[Collected data]
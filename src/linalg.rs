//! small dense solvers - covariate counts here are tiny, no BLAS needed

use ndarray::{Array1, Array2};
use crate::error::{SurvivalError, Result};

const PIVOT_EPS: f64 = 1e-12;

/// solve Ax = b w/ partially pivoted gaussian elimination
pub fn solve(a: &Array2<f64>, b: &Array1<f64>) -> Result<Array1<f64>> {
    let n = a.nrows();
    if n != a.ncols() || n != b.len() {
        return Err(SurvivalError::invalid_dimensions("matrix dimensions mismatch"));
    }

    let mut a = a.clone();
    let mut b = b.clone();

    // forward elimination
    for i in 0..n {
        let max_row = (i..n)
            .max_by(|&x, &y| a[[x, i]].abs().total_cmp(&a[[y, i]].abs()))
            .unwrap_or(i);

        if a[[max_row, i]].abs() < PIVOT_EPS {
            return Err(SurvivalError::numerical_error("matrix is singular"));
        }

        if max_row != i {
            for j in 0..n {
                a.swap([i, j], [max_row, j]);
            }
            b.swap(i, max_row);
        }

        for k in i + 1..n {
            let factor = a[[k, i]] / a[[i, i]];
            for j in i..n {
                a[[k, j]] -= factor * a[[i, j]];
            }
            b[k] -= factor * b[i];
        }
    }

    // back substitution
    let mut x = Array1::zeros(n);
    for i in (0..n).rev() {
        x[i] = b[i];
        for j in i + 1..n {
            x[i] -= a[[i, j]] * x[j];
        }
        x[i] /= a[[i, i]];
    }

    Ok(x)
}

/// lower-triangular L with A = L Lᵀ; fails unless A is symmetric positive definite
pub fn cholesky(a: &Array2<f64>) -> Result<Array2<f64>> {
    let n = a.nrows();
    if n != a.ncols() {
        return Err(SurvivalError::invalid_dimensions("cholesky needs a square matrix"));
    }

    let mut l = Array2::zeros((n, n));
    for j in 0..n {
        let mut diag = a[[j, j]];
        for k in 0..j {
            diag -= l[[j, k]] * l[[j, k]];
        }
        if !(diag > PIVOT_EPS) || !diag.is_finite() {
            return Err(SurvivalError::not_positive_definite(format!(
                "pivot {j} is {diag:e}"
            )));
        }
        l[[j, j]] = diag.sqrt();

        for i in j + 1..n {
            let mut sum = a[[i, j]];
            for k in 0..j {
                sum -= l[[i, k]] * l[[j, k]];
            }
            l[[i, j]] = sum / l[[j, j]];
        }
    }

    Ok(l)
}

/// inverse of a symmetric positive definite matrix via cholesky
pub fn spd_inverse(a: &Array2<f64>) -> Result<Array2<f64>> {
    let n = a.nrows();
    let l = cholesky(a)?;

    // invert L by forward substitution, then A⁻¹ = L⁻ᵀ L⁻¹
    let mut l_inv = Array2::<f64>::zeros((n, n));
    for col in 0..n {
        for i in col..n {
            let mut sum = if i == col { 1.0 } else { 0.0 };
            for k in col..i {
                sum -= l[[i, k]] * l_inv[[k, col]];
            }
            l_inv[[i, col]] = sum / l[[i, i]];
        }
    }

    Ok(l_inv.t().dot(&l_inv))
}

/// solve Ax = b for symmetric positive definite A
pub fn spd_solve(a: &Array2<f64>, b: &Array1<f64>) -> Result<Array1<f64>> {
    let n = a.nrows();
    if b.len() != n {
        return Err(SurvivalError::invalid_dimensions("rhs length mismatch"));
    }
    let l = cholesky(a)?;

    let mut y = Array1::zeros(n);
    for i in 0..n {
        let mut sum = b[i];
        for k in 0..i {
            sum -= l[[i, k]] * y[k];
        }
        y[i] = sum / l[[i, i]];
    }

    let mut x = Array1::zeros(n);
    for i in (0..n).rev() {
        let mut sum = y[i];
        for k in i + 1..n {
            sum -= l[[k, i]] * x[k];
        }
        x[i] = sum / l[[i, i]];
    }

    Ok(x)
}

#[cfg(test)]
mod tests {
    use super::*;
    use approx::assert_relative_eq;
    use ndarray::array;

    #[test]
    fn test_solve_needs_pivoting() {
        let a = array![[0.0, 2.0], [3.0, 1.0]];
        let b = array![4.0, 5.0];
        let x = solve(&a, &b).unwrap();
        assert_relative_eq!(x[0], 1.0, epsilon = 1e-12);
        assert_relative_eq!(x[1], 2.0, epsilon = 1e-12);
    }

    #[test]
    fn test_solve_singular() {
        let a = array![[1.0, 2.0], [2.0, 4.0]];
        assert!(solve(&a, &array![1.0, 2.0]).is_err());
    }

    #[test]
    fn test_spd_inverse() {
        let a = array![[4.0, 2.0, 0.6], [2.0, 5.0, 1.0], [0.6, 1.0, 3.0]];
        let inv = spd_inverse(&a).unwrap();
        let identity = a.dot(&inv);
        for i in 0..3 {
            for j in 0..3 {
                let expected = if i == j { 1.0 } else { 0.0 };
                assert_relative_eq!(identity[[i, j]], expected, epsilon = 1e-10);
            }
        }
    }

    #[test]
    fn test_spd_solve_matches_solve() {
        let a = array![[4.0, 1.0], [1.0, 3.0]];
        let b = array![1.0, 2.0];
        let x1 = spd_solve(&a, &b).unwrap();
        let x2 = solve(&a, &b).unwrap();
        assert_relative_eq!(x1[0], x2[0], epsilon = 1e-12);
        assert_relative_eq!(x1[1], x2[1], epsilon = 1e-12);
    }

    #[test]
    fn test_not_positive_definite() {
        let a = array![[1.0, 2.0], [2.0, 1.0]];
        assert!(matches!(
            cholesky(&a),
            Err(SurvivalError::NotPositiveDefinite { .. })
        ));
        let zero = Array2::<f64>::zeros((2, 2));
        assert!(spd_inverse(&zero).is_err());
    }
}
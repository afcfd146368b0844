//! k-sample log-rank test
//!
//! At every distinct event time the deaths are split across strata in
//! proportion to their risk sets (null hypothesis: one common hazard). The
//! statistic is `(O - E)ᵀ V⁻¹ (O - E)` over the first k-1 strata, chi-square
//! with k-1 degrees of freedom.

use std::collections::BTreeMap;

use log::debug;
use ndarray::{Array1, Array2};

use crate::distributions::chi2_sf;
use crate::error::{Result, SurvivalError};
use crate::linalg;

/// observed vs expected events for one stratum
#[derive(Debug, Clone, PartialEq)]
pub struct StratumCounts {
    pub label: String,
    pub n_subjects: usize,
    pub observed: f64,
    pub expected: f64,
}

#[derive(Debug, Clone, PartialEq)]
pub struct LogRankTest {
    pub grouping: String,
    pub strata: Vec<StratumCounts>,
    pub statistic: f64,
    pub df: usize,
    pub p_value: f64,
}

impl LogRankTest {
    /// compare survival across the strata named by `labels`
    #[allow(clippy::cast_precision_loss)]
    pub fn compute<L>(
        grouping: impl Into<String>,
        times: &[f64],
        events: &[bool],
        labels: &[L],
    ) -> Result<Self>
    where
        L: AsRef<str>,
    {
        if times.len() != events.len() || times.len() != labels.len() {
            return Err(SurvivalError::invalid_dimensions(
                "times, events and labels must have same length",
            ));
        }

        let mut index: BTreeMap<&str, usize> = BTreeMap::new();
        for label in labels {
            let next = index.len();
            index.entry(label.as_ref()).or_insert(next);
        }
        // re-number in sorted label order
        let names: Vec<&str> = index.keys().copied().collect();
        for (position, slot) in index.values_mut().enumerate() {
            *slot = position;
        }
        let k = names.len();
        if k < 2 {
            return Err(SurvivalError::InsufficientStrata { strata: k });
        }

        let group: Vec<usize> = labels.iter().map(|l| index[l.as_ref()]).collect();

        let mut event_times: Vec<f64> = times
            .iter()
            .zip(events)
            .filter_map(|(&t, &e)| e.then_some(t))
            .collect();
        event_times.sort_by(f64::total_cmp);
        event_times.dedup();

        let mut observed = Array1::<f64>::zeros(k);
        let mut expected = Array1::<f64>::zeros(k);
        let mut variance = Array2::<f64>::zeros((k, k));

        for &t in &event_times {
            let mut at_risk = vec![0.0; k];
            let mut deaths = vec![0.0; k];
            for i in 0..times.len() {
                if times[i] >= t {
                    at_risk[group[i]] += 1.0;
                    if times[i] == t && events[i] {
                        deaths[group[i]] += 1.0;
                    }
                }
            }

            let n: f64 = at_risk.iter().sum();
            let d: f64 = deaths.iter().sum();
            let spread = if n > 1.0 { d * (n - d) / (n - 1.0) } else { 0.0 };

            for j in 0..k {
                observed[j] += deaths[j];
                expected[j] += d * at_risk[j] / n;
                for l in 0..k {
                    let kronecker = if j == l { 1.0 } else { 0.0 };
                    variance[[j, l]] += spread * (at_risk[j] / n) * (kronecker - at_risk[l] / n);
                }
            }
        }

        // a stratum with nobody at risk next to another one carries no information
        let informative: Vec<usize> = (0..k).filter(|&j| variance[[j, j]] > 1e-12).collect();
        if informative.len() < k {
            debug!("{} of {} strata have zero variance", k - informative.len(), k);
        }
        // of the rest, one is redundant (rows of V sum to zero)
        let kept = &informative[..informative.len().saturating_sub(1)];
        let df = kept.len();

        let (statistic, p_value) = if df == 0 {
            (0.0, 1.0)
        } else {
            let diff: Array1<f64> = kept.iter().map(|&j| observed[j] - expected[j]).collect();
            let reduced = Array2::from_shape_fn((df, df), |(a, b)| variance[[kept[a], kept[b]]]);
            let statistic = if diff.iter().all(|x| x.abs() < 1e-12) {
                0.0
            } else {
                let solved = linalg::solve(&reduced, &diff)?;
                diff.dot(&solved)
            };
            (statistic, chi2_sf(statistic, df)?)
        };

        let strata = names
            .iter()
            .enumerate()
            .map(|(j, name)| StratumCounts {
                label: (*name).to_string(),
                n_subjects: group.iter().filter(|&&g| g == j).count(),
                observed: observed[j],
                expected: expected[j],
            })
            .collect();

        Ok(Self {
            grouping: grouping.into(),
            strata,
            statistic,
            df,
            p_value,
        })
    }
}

DESCRIPTION OF THE TASK
Every line above carrying the word "return" needs to be shown.

ANSWER BOX
        return Err(SurvivalError::invalid_dimensions("matrix dimensions mismatch"));
            return Err(SurvivalError::numerical_error("matrix is singular"));
        return Err(SurvivalError::invalid_dimensions("cholesky needs a square matrix"));
            return Err(SurvivalError::not_positive_definite(format!(
        return Err(SurvivalError::invalid_dimensions("rhs length mismatch"));
            return Err(SurvivalError::invalid_dimensions(
            return Err(SurvivalError::InsufficientStrata { strata: k });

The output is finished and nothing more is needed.